**Task statement**: Return only the stretch of the material below that begins with the line containing "assert_eq!(desc.sample_count, 1);" and ends with the line containing "assert_eq!(TextureId::new(7), TextureId::new(7));", exactly; both of those lines belong to it.

____

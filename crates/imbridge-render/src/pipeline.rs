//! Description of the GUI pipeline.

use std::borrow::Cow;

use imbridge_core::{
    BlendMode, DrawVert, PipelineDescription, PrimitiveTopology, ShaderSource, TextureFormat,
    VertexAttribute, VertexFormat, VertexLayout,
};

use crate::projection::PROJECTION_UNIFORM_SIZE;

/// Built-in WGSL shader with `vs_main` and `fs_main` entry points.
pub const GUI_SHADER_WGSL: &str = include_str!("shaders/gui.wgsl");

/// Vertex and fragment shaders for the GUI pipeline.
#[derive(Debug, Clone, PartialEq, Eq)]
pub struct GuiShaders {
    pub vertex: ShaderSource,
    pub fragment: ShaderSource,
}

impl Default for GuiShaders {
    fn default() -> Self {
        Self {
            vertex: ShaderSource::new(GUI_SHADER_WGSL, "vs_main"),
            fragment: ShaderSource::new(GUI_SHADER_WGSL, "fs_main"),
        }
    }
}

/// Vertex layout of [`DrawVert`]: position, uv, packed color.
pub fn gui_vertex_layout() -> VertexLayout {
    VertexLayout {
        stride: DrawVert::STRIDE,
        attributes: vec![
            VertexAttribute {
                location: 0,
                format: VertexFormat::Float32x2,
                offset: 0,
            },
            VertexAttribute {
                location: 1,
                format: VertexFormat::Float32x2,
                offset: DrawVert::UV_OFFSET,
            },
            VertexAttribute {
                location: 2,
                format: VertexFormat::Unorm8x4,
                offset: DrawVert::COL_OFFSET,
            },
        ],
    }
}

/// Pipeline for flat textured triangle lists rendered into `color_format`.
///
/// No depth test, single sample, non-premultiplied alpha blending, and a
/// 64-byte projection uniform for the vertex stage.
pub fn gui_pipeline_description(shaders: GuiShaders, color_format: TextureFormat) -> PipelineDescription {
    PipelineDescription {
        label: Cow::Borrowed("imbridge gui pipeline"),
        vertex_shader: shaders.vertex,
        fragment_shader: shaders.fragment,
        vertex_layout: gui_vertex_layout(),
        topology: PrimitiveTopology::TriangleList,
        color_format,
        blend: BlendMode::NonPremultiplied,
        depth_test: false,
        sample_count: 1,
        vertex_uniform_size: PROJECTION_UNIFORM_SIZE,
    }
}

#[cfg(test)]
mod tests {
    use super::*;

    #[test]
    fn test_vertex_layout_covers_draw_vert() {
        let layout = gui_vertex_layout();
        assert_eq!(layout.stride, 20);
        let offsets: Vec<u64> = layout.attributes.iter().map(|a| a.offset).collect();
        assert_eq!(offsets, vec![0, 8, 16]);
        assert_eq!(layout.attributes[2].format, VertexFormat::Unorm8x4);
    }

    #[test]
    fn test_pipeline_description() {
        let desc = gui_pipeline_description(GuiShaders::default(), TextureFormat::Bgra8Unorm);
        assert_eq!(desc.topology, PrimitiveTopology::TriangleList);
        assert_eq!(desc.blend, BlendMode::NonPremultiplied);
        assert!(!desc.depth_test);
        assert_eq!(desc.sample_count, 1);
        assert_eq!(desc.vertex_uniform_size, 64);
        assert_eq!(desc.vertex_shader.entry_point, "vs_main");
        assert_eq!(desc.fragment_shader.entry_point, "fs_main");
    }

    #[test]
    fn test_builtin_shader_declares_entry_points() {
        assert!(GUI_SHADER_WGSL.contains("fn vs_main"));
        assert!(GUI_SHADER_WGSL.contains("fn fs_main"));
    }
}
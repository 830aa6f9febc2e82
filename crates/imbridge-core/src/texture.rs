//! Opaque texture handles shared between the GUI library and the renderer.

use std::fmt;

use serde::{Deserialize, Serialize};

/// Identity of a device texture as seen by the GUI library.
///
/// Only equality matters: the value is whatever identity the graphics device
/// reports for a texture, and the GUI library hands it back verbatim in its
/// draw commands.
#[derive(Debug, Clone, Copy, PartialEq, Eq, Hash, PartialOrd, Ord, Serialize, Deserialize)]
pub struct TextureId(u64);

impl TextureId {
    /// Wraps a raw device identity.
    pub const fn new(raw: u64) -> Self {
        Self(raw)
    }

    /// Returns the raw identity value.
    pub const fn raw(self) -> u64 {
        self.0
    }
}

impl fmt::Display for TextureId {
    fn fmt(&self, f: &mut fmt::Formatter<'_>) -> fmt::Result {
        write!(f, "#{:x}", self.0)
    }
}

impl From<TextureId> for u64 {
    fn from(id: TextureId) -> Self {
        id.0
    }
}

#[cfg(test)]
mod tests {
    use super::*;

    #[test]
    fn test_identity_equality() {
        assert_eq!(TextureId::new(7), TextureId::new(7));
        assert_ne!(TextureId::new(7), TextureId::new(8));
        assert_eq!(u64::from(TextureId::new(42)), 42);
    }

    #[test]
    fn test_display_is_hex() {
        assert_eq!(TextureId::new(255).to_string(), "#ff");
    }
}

____

**Solution for this task**:
        assert_eq!(desc.sample_count, 1);
        assert_eq!(desc.vertex_uniform_size, 64);
        assert_eq!(desc.vertex_shader.entry_point, "vs_main");
        assert_eq!(desc.fragment_shader.entry_point, "fs_main");
    }

    #[test]
    fn test_builtin_shader_declares_entry_points() {
        assert!(GUI_SHADER_WGSL.contains("fn vs_main"));
        assert!(GUI_SHADER_WGSL.contains("fn fs_main"));
    }
}
repository 830aa6f9febc2e82
filename crates/imbridge-core/src/texture.rs
//! Opaque texture handles shared between the GUI library and the renderer.

use std::fmt;

use serde::{Deserialize, Serialize};

/// Identity of a device texture as seen by the GUI library.
///
/// Only equality matters: the value is whatever identity the graphics device
/// reports for a texture, and the GUI library hands it back verbatim in its
/// draw commands.
#[derive(Debug, Clone, Copy, PartialEq, Eq, Hash, PartialOrd, Ord, Serialize, Deserialize)]
pub struct TextureId(u64);

impl TextureId {
    /// Wraps a raw device identity.
    pub const fn new(raw: u64) -> Self {
        Self(raw)
    }

    /// Returns the raw identity value.
    pub const fn raw(self) -> u64 {
        self.0
    }
}

impl fmt::Display for TextureId {
    fn fmt(&self, f: &mut fmt::Formatter<'_>) -> fmt::Result {
        write!(f, "#{:x}", self.0)
    }
}

impl From<TextureId> for u64 {
    fn from(id: TextureId) -> Self {
        id.0
    }
}

#[cfg(test)]
mod tests {
    use super::*;

    #[test]
    fn test_identity_equality() {
        assert_eq!(TextureId::new(7), TextureId::new(7));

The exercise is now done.